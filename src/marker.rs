//! The marker wire format.
//!
//! A marker is a query string embedded in an `<esi:include src='…'/>` tag:
//! `?lsesi=<action>&_control=<directives>&esi=<base64 json>&_hash=<tag>`.
//! Params ride as base64-of-JSON so arbitrary payloads survive the URL, and
//! every value is percent-encoded on top to survive further string filters.
//! This module owns both directions of that contract; the tag itself is
//! computed over the decoded field values, before percent-encoding.

use base64::{Engine as _, engine::general_purpose::STANDARD};
use serde_json::{Map, Value};
use thiserror::Error;
use url::form_urlencoded;

/// Query key carrying the fragment action id.
pub const QS_ACTION: &str = "lsesi";
/// Query key carrying the optional cache-control directive list.
pub const QS_CONTROL: &str = "_control";
/// Query key carrying the optional base64-encoded JSON params.
pub const QS_PARAMS: &str = "esi";
/// Query key carrying the integrity tag.
pub const QS_HASH: &str = "_hash";

/// Hidden param marking a silent fragment; stripped before dispatch.
pub const PARAM_SILENCE: &str = "_silence";

#[derive(Debug, Error)]
pub enum MarkerError {
    #[error("marker query has no `{QS_ACTION}` action key")]
    MissingAction,
    #[error("marker query has no `{QS_HASH}` tag key")]
    MissingTag,
    #[error("marker params are not valid base64: {0}")]
    ParamsBase64(#[from] base64::DecodeError),
    #[error("marker params are not valid JSON: {0}")]
    ParamsJson(#[from] serde_json::Error),
    #[error("marker params decoded to a non-object JSON value")]
    ParamsNotAnObject,
}

/// The authenticated field set of one marker, in decoded form.
#[derive(Debug, Clone, PartialEq, Eq)]
pub struct MarkerFields {
    pub action: String,
    pub control: Option<String>,
    pub args: Option<String>,
}

impl MarkerFields {
    /// Serialize the fields plus the tag into a percent-encoded query string.
    ///
    /// Key order is fixed so a marker for the same fragment is byte-stable
    /// and therefore cacheable by the edge.
    pub fn to_query(&self, tag: &str) -> String {
        let mut query = form_urlencoded::Serializer::new(String::new());
        query.append_pair(QS_ACTION, &self.action);
        if let Some(control) = &self.control {
            query.append_pair(QS_CONTROL, control);
        }
        if let Some(args) = &self.args {
            query.append_pair(QS_PARAMS, args);
        }
        query.append_pair(QS_HASH, tag);
        query.finish()
    }

    /// Parse a raw request query back into decoded fields plus the tag.
    ///
    /// Unrelated query keys are ignored; on duplicate keys the last value
    /// wins, matching ordinary query-string semantics.
    pub fn parse(query: &str) -> Result<(Self, String), MarkerError> {
        let mut action = None;
        let mut control = None;
        let mut args = None;
        let mut tag = None;

        for (key, value) in form_urlencoded::parse(query.as_bytes()) {
            match key.as_ref() {
                QS_ACTION => action = Some(value.into_owned()),
                QS_CONTROL => control = Some(value.into_owned()),
                QS_PARAMS => args = Some(value.into_owned()),
                QS_HASH => tag = Some(value.into_owned()),
                _ => {}
            }
        }

        let action = action.ok_or(MarkerError::MissingAction)?;
        let tag = tag.ok_or(MarkerError::MissingTag)?;
        Ok((
            Self {
                action,
                control,
                args,
            },
            tag,
        ))
    }
}

/// True when a request query addresses the fragment endpoint.
pub fn is_fragment_request(query: &str) -> bool {
    form_urlencoded::parse(query.as_bytes()).any(|(key, value)| key == QS_ACTION && !value.is_empty())
}

/// Encode a params payload as base64 of its JSON serialization.
pub fn encode_params(params: &Map<String, Value>) -> Result<String, MarkerError> {
    let json = serde_json::to_string(params)?;
    Ok(STANDARD.encode(json))
}

/// Decode a base64-of-JSON params payload back into an object.
pub fn decode_params(args: &str) -> Result<Map<String, Value>, MarkerError> {
    let json = STANDARD.decode(args)?;
    match serde_json::from_slice(&json)? {
        Value::Object(map) => Ok(map),
        _ => Err(MarkerError::ParamsNotAnObject),
    }
}

#[cfg(test)]
mod tests {
    use serde_json::json;

    use super::*;

    fn fields() -> MarkerFields {
        MarkerFields {
            action: "widget".into(),
            control: Some("private,no-vary".into()),
            args: Some("eyJpZCI6IjQyIn0=".into()),
        }
    }

    #[test]
    fn query_round_trips_decoded_fields() {
        let query = fields().to_query("deadbeef");
        let (parsed, tag) = MarkerFields::parse(&query).unwrap();
        assert_eq!(parsed, fields());
        assert_eq!(tag, "deadbeef");
    }

    #[test]
    fn query_percent_encodes_values() {
        let query = fields().to_query("deadbeef");
        assert!(query.contains("_control=private%2Cno-vary"), "{query}");
        assert!(query.contains("esi=eyJpZCI6IjQyIn0%3D"), "{query}");
        assert!(!query.contains(','));
    }

    #[test]
    fn optional_fields_are_omitted_entirely() {
        let query = MarkerFields {
            action: "nonce".into(),
            control: None,
            args: None,
        }
        .to_query("deadbeef");
        assert_eq!(query, "lsesi=nonce&_hash=deadbeef");
    }

    #[test]
    fn parse_ignores_foreign_keys() {
        let (parsed, _) =
            MarkerFields::parse("utm_source=x&lsesi=widget&_hash=aa&page=2").unwrap();
        assert_eq!(parsed.action, "widget");
        assert_eq!(parsed.control, None);
    }

    #[test]
    fn parse_requires_action_and_tag() {
        assert!(matches!(
            MarkerFields::parse("_hash=aa"),
            Err(MarkerError::MissingAction)
        ));
        assert!(matches!(
            MarkerFields::parse("lsesi=widget"),
            Err(MarkerError::MissingTag)
        ));
    }

    #[test]
    fn fragment_request_detection() {
        assert!(is_fragment_request("lsesi=widget&_hash=aa"));
        assert!(!is_fragment_request("lsesi=&_hash=aa"));
        assert!(!is_fragment_request("page=2"));
        assert!(!is_fragment_request(""));
    }

    #[test]
    fn params_round_trip() {
        let mut params = Map::new();
        params.insert("id".into(), json!("42"));
        params.insert("nested".into(), json!({ "a": [1, 2] }));

        let encoded = encode_params(&params).unwrap();
        assert_eq!(decode_params(&encoded).unwrap(), params);
    }

    #[test]
    fn decode_rejects_garbled_payloads() {
        assert!(matches!(
            decode_params("!!not-base64!!"),
            Err(MarkerError::ParamsBase64(_))
        ));
        let not_json = STANDARD.encode("{nope");
        assert!(matches!(
            decode_params(&not_json),
            Err(MarkerError::ParamsJson(_))
        ));
        let not_object = STANDARD.encode("[1,2]");
        assert!(matches!(
            decode_params(&not_object),
            Err(MarkerError::ParamsNotAnObject)
        ));
    }
}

- Activity:
An exact copy of all the material is what is needed.

- Written solution:
filename src/marker.rs
//! The marker wire format.
//!
//! A marker is a query string embedded in an `<esi:include src='…'/>` tag:
//! `?lsesi=<action>&_control=<directives>&esi=<base64 json>&_hash=<tag>`.
//! Params ride as base64-of-JSON so arbitrary payloads survive the URL, and
//! every value is percent-encoded on top to survive further string filters.
//! This module owns both directions of that contract; the tag itself is
//! computed over the decoded field values, before percent-encoding.

use base64::{Engine as _, engine::general_purpose::STANDARD};
use serde_json::{Map, Value};
use thiserror::Error;
use url::form_urlencoded;

/// Query key carrying the fragment action id.
pub const QS_ACTION: &str = "lsesi";
/// Query key carrying the optional cache-control directive list.
pub const QS_CONTROL: &str = "_control";
/// Query key carrying the optional base64-encoded JSON params.
pub const QS_PARAMS: &str = "esi";
/// Query key carrying the integrity tag.
pub const QS_HASH: &str = "_hash";

/// Hidden param marking a silent fragment; stripped before dispatch.
pub const PARAM_SILENCE: &str = "_silence";

#[derive(Debug, Error)]
pub enum MarkerError {
    #[error("marker query has no `{QS_ACTION}` action key")]
    MissingAction,
    #[error("marker query has no `{QS_HASH}` tag key")]
    MissingTag,
    #[error("marker params are not valid base64: {0}")]
    ParamsBase64(#[from] base64::DecodeError),
    #[error("marker params are not valid JSON: {0}")]
    ParamsJson(#[from] serde_json::Error),
    #[error("marker params decoded to a non-object JSON value")]
    ParamsNotAnObject,
}

/// The authenticated field set of one marker, in decoded form.
#[derive(Debug, Clone, PartialEq, Eq)]
pub struct MarkerFields {
    pub action: String,
    pub control: Option<String>,
    pub args: Option<String>,
}

impl MarkerFields {
    /// Serialize the fields plus the tag into a percent-encoded query string.
    ///
    /// Key order is fixed so a marker for the same fragment is byte-stable
    /// and therefore cacheable by the edge.
    pub fn to_query(&self, tag: &str) -> String {
        let mut query = form_urlencoded::Serializer::new(String::new());
        query.append_pair(QS_ACTION, &self.action);
        if let Some(control) = &self.control {
            query.append_pair(QS_CONTROL, control);
        }
        if let Some(args) = &self.args {
            query.append_pair(QS_PARAMS, args);
        }
        query.append_pair(QS_HASH, tag);
        query.finish()
    }

    /// Parse a raw request query back into decoded fields plus the tag.
    ///
    /// Unrelated query keys are ignored; on duplicate keys the last value
    /// wins, matching ordinary query-string semantics.
    pub fn parse(query: &str) -> Result<(Self, String), MarkerError> {
        let mut action = None;
        let mut control = None;
        let mut args = None;
        let mut tag = None;

        for (key, value) in form_urlencoded::parse(query.as_bytes()) {
            match key.as_ref() {
                QS_ACTION => action = Some(value.into_owned()),
                QS_CONTROL => control = Some(value.into_owned()),
                QS_PARAMS => args = Some(value.into_owned()),
                QS_HASH => tag = Some(value.into_owned()),
                _ => {}
            }
        }

        let action = action.ok_or(MarkerError::MissingAction)?;
        let tag = tag.ok_or(MarkerError::MissingTag)?;
        Ok((
            Self {
                action,
                control,
                args,
            },
            tag,
        ))
    }
}

/// True when a request query addresses the fragment endpoint.
pub fn is_fragment_request(query: &str) -> bool {
    form_urlencoded::parse(query.as_bytes()).any(|(key, value)| key == QS_ACTION && !value.is_empty())
}

/// Encode a params payload as base64 of its JSON serialization.
pub fn encode_params(params: &Map<String, Value>) -> Result<String, MarkerError> {
    let json = serde_json::to_string(params)?;
    Ok(STANDARD.encode(json))
}

/// Decode a base64-of-JSON params payload back into an object.
pub fn decode_params(args: &str) -> Result<Map<String, Value>, MarkerError> {
    let json = STANDARD.decode(args)?;
    match serde_json::from_slice(&json)? {
        Value::Object(map) => Ok(map),
        _ => Err(MarkerError::ParamsNotAnObject),
    }
}

#[cfg(test)]
mod tests {
    use serde_json::json;

    use super::*;

    fn fields() -> MarkerFields {
        MarkerFields {
            action: "widget".into(),
            control: Some("private,no-vary".into()),
            args: Some("eyJpZCI6IjQyIn0=".into()),
        }
    }

    #[test]
    fn query_round_trips_decoded_fields() {
        let query = fields().to_query("deadbeef");
        let (parsed, tag) = MarkerFields::parse(&query).unwrap();
        assert_eq!(parsed, fields());
        assert_eq!(tag, "deadbeef");
    }

    #[test]
    fn query_percent_encodes_values() {
        let query = fields().to_query("deadbeef");
        assert!(query.contains("_control=private%2Cno-vary"), "{query}");
        assert!(query.contains("esi=eyJpZCI6IjQyIn0%3D"), "{query}");
        assert!(!query.contains(','));
    }

    #[test]
    fn optional_fields_are_omitted_entirely() {
        let query = MarkerFields {
            action: "nonce".into(),
            control: None,
            args: None,
        }
        .to_query("deadbeef");
        assert_eq!(query, "lsesi=nonce&_hash=deadbeef");
    }

    #[test]
    fn parse_ignores_foreign_keys() {
        let (parsed, _) =
            MarkerFields::parse("utm_source=x&lsesi=widget&_hash=aa&page=2").unwrap();
        assert_eq!(parsed.action, "widget");
        assert_eq!(parsed.control, None);
    }

    #[test]
    fn parse_requires_action_and_tag() {
        assert!(matches!(
            MarkerFields::parse("_hash=aa"),
            Err(MarkerError::MissingAction)
        ));
        assert!(matches!(
            MarkerFields::parse("lsesi=widget"),
            Err(MarkerError::MissingTag)
        ));
    }

    #[test]
    fn fragment_request_detection() {
        assert!(is_fragment_request("lsesi=widget&_hash=aa"));
        assert!(!is_fragment_request("lsesi=&_hash=aa"));
        assert!(!is_fragment_request("page=2"));
        assert!(!is_fragment_request(""));
    }

    #[test]
    fn params_round_trip() {
        let mut params = Map::new();
        params.insert("id".into(), json!("42"));
        params.insert("nested".into(), json!({ "a": [1, 2] }));

        let encoded = encode_params(&params).unwrap();
        assert_eq!(decode_params(&encoded).unwrap(), params);
    }

    #[test]
    fn decode_rejects_garbled_payloads() {
        assert!(matches!(
            decode_params("!!not-base64!!"),
            Err(MarkerError::ParamsBase64(_))
        ));
        let not_json = STANDARD.encode("{nope");
        assert!(matches!(
            decode_params(&not_json),
            Err(MarkerError::ParamsJson(_))
        ));
        let not_object = STANDARD.encode("[1,2]");
        assert!(matches!(
            decode_params(&not_object),
            Err(MarkerError::ParamsNotAnObject)
        ));
    }
}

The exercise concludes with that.